She didn't even know what she didn't know.

Maybe she never would.

'I'll be a better person.' She kept replaying the words in her head, as if doing so would crack its meaning.

It's not like Yeji would explain if she were to ask her right now. She had only even said those words because she thought Ryujin had been sleeping.

'Fuck it. Put it in the 'things Yeji has done/said that I don't understand' folder.'

The week had gone by way too fast.

Maybe it was because it had been the last one in that house. Maybe it was because she kept thinking about it all ending.

Ryujin wished that she could make time slow down. That she could have more time in there. With everyone. Away from the outside world. With Yeji. She wanted to know that they'd talk again. That she would see her. That even if they fought, they would still have those moments that made her believe in Yeji. That made her think that the sweet nice Yeji was still in there somewhere.

But the truth was, once this ended, so would they.

Right now they had been talking and seeing each other because they had to. Because they could themselves forced to do so.

Once they were outside, there was nothing bonding them together.

In fact, there would be many reasons why they shouldn't even talk.

In five days Yeji would be married.

Five days.

Thinking about Yeji being married to someone was difficult. It wasn't even the fact that it was Yeonjun she would be marrying.

Yeji was young and sure, some people marry when they're young. But Yeji had barely lived.

Okay, she hadn't actually been around for all that time that Yeji had been away. Maybe she had experienced a lot there and gone wild or something.

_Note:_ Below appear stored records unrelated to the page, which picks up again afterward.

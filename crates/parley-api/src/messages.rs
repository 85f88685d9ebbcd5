use std::collections::HashMap;

use axum::{
    Json,
    extract::{Query, State},
    http::StatusCode,
    response::IntoResponse,
};
use serde::Deserialize;
use tracing::error;

use parley_types::api::MessagePage;
use parley_types::models::{Message, Reactions};

use crate::AppState;

const DEFAULT_PAGE: u64 = 1;
const DEFAULT_LIMIT: u64 = 20;
const MAX_LIMIT: u64 = 200;

/// Raw query parameters. Parsed leniently: anything missing, non-numeric or
/// below 1 falls back to the default.
#[derive(Debug, Default, Deserialize)]
pub struct MessageQuery {
    pub page: Option<String>,
    pub limit: Option<String>,
}

impl MessageQuery {
    pub fn page(&self) -> u64 {
        parse_positive(self.page.as_deref()).unwrap_or(DEFAULT_PAGE)
    }

    pub fn limit(&self) -> u64 {
        parse_positive(self.limit.as_deref())
            .unwrap_or(DEFAULT_LIMIT)
            .min(MAX_LIMIT)
    }
}

fn parse_positive(raw: Option<&str>) -> Option<u64> {
    raw?.trim().parse::<u64>().ok().filter(|n| *n > 0)
}

/// `GET /api/messages?page&limit`: page `n` counts back from the newest
/// message; the messages within a page come back oldest first.
pub async fn get_messages(
    State(state): State<AppState>,
    Query(query): Query<MessageQuery>,
) -> Result<impl IntoResponse, StatusCode> {
    let page = query.page();
    let limit = query.limit();
    let skip = (page - 1).saturating_mul(limit).min(i64::MAX as u64);

    // Run all blocking DB queries off the async runtime
    let db = state.db.clone();
    let (rows, reaction_rows, total) = tokio::task::spawn_blocking(move || {
        let rows = db.get_messages_page(skip, limit)?;
        let message_ids: Vec<String> = rows.iter().map(|r| r.id.clone()).collect();
        let reaction_rows = db.get_reactions_for_messages(&message_ids)?;
        let total = db.count_messages()?;
        Ok::<_, anyhow::Error>((rows, reaction_rows, total))
    })
    .await
    .map_err(|e| { error!("spawn_blocking join error: {}", e); StatusCode::INTERNAL_SERVER_ERROR })?
    .map_err(|e| { error!("failed to load messages: {:#}", e); StatusCode::INTERNAL_SERVER_ERROR })?;

    let mut reaction_map: HashMap<String, Reactions> = HashMap::new();
    for r in reaction_rows {
        reaction_map.entry(r.message_id).or_default().insert(r.reaction, r.count);
    }

    let mut messages: Vec<Message> = rows
        .into_iter()
        .map(|row| {
            let reactions = reaction_map.remove(&row.id).unwrap_or_default();
            row.into_message(reactions)
        })
        .collect();
    messages.reverse();

    Ok(Json(MessagePage {
        messages,
        total_pages: total.div_ceil(limit),
        current_page: page,
    }))
}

But Yeji had spent most of her life doing what her parents told her to. She hadn't actually experienced rebellion or anything of the sort. It just sounded like she was skipping ahead.

Or maybe she was jealous.

'Very funny, mind.'

'I'm not jealous. I love her but I never thought of marriage.'

She wanted to allow Yeji to experience her twenties. To make mistakes, to try new things, to discover herself.

Once she married Yeonjun, she would be stuck.

If she had married Ryujin she would have been stuck too.

She just didn't like the idea of Yeji being stuck at this point of her life. No matter who it was with.

There was one day left in the house. One night and they would be leaving before sunset the next day.

Ryujin wanted to let it all out. Lay all her feelings on the table and have Yeji deal with them. However she wanted to.

But that wouldn't be fair on her.

Not when she already had to deal with whatever feelings people go through just before they get married.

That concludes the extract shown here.